**EXERCISE DIRECTIONS**
The answer must consist solely of the line that contains "without depending directly" and all subsequent lines of the data, each reproduced exactly.

**MATERIAL PROVIDED**
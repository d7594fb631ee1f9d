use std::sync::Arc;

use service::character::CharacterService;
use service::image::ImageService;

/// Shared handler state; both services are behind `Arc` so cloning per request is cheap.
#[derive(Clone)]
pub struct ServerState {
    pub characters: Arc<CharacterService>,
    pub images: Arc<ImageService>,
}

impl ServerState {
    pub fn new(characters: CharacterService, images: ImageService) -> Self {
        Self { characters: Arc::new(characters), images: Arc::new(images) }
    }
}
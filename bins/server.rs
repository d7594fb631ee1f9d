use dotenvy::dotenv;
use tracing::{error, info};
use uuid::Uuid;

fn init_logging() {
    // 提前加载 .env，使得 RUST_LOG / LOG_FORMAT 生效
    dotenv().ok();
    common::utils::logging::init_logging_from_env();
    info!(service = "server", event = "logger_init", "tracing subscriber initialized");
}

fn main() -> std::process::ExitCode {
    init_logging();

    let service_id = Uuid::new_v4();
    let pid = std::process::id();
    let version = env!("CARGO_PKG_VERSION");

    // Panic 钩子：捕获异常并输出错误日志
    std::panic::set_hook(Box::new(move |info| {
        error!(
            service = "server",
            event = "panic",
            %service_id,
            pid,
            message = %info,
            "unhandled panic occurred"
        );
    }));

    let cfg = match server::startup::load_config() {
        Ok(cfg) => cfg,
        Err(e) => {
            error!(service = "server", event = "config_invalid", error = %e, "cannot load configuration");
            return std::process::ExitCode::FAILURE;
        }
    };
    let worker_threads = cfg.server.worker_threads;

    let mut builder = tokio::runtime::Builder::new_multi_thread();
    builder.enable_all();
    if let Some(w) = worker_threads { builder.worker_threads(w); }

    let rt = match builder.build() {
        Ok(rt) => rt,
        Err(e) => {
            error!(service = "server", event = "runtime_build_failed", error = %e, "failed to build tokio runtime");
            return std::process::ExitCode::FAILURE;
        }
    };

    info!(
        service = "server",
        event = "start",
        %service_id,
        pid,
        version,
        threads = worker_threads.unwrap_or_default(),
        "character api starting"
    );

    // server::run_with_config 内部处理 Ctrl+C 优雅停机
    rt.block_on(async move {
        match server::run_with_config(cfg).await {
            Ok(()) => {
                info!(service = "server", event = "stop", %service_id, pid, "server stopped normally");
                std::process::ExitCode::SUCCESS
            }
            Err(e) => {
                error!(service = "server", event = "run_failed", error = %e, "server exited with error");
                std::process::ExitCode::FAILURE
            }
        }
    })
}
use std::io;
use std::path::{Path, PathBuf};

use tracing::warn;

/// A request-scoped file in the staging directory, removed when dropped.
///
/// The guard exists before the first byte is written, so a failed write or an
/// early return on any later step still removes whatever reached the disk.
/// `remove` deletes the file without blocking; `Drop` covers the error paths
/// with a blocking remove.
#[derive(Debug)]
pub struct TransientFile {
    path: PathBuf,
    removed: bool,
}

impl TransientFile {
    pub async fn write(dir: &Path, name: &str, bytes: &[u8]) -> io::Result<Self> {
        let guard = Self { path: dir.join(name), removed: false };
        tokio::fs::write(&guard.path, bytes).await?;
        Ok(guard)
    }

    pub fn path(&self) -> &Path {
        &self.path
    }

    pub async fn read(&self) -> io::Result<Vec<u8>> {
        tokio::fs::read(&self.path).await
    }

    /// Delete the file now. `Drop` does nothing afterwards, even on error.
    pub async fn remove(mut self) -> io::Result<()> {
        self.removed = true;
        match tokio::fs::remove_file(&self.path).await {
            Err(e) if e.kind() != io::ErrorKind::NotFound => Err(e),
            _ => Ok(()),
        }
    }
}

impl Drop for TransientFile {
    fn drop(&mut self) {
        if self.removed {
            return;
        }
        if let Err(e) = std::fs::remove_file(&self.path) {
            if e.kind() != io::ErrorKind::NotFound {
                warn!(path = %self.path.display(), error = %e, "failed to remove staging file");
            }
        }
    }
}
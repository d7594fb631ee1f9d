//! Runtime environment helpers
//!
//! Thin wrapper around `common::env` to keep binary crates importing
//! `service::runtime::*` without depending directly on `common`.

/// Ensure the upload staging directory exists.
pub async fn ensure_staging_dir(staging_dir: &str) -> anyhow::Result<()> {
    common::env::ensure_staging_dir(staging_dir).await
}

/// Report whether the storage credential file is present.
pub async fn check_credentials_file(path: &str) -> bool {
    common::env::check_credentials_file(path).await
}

**OUTPUT FOR THIS TASK**
//! `service::runtime::*` without depending directly on `common`.

/// Ensure the upload staging directory exists.
pub async fn ensure_staging_dir(staging_dir: &str) -> anyhow::Result<()> {
    common::env::ensure_staging_dir(staging_dir).await
}

/// Report whether the storage credential file is present.
pub async fn check_credentials_file(path: &str) -> bool {
    common::env::check_credentials_file(path).await
}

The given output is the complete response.